##### PROVIDED INFORMATION

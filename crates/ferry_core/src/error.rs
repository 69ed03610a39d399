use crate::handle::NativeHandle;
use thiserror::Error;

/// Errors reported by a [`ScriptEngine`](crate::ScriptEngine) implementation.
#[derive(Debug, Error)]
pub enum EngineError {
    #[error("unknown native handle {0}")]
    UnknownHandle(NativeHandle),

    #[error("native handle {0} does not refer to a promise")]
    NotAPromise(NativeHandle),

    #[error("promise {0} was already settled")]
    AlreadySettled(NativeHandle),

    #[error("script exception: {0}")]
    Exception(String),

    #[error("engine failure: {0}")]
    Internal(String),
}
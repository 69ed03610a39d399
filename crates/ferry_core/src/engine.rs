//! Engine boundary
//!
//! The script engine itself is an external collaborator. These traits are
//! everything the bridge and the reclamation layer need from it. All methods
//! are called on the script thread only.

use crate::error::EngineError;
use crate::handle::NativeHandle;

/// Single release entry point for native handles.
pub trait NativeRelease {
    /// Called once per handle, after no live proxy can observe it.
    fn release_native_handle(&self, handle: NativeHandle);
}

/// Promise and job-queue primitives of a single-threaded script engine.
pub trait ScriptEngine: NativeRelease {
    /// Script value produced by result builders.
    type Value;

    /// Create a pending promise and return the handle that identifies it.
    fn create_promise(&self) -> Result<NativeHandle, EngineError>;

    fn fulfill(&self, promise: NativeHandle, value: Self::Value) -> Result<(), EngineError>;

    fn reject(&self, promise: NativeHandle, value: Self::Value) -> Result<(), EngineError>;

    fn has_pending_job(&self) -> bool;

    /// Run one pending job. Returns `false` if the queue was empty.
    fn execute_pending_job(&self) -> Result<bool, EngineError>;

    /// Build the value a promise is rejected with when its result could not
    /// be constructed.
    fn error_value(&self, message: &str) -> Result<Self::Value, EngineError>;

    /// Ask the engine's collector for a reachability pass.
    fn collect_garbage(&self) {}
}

##########

→ **TRY IT**:
Go through the data above and transcribe every entry exactly.

→ **RESULT OF THE TASK**:
filename crates/ferry_core/src/error.rs
repository 69ed03610a39d399
use crate::handle::NativeHandle;
use thiserror::Error;

/// Errors reported by a [`ScriptEngine`](crate::ScriptEngine) implementation.
#[derive(Debug, Error)]
pub enum EngineError {
    #[error("unknown native handle {0}")]
    UnknownHandle(NativeHandle),

    #[error("native handle {0} does not refer to a promise")]
    NotAPromise(NativeHandle),

    #[error("promise {0} was already settled")]
    AlreadySettled(NativeHandle),

    #[error("script exception: {0}")]
    Exception(String),

    #[error("engine failure: {0}")]
    Internal(String),
}
repository 69ed03610a39d399
filename crates/ferry_core/src/engine.rs
//! Engine boundary
//!
//! The script engine itself is an external collaborator. These traits are
//! everything the bridge and the reclamation layer need from it. All methods
//! are called on the script thread only.

use crate::error::EngineError;
use crate::handle::NativeHandle;

/// Single release entry point for native handles.
pub trait NativeRelease {
    /// Called once per handle, after no live proxy can observe it.
    fn release_native_handle(&self, handle: NativeHandle);
}

/// Promise and job-queue primitives of a single-threaded script engine.
pub trait ScriptEngine: NativeRelease {
    /// Script value produced by result builders.
    type Value;

    /// Create a pending promise and return the handle that identifies it.
    fn create_promise(&self) -> Result<NativeHandle, EngineError>;

    fn fulfill(&self, promise: NativeHandle, value: Self::Value) -> Result<(), EngineError>;

    fn reject(&self, promise: NativeHandle, value: Self::Value) -> Result<(), EngineError>;

    fn has_pending_job(&self) -> bool;

    /// Run one pending job. Returns `false` if the queue was empty.
    fn execute_pending_job(&self) -> Result<bool, EngineError>;

    /// Build the value a promise is rejected with when its result could not
    /// be constructed.
    fn error_value(&self, message: &str) -> Result<Self::Value, EngineError>;

    /// Ask the engine's collector for a reachability pass.
    fn collect_garbage(&self) {}
}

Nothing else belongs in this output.